WHAT THIS TASK INVOLVES. Every line in the material below that includes "CorsLayer" should be copied.

GIVEN INFORMATION.
----
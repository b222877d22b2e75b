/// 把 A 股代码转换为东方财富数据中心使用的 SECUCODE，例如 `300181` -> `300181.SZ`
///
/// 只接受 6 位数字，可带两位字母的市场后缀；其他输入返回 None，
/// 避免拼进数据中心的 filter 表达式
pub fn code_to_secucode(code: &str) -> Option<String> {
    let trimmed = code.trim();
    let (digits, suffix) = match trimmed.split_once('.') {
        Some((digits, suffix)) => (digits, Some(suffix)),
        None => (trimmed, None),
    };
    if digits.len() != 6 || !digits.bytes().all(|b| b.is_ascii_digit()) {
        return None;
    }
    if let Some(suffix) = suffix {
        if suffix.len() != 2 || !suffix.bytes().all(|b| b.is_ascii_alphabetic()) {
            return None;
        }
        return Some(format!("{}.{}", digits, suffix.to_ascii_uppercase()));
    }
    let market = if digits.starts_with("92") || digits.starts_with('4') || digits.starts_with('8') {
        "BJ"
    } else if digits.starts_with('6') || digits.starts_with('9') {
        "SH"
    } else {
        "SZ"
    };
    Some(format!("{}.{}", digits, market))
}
----
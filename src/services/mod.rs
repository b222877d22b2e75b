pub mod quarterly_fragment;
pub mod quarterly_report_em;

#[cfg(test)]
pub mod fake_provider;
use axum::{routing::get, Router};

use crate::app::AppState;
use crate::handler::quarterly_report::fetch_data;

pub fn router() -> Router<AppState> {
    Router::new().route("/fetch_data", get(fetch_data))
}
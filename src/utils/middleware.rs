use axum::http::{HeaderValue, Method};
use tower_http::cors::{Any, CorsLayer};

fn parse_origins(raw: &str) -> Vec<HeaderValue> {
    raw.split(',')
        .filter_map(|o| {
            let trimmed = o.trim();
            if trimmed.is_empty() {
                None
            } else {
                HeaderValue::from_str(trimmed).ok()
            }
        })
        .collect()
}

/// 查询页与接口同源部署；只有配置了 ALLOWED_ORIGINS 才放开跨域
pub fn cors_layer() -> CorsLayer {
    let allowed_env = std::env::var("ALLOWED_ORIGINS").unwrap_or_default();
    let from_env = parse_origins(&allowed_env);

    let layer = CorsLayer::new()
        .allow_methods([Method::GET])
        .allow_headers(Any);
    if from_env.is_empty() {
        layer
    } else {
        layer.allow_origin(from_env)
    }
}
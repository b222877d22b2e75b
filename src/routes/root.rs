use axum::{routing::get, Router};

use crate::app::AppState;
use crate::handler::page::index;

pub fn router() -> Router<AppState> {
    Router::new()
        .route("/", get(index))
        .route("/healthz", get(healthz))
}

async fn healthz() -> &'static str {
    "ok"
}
----
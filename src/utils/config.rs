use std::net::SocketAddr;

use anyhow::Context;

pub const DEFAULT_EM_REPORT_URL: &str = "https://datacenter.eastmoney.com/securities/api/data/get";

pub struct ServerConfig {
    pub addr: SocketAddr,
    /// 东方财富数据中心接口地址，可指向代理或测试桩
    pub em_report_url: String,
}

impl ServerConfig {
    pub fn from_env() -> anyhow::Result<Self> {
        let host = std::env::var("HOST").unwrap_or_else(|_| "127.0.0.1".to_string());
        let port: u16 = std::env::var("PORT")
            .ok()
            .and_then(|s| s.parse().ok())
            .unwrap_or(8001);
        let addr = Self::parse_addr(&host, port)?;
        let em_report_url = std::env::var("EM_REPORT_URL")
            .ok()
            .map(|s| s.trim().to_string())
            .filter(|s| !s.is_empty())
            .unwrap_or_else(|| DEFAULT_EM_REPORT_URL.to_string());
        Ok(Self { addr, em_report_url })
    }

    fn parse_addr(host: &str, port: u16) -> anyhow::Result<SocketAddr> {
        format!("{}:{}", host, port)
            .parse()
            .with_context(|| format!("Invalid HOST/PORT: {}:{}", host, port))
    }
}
----
REPLY TO THE TASK.
use tower_http::cors::{Any, CorsLayer};
pub fn cors_layer() -> CorsLayer {
    let layer = CorsLayer::new()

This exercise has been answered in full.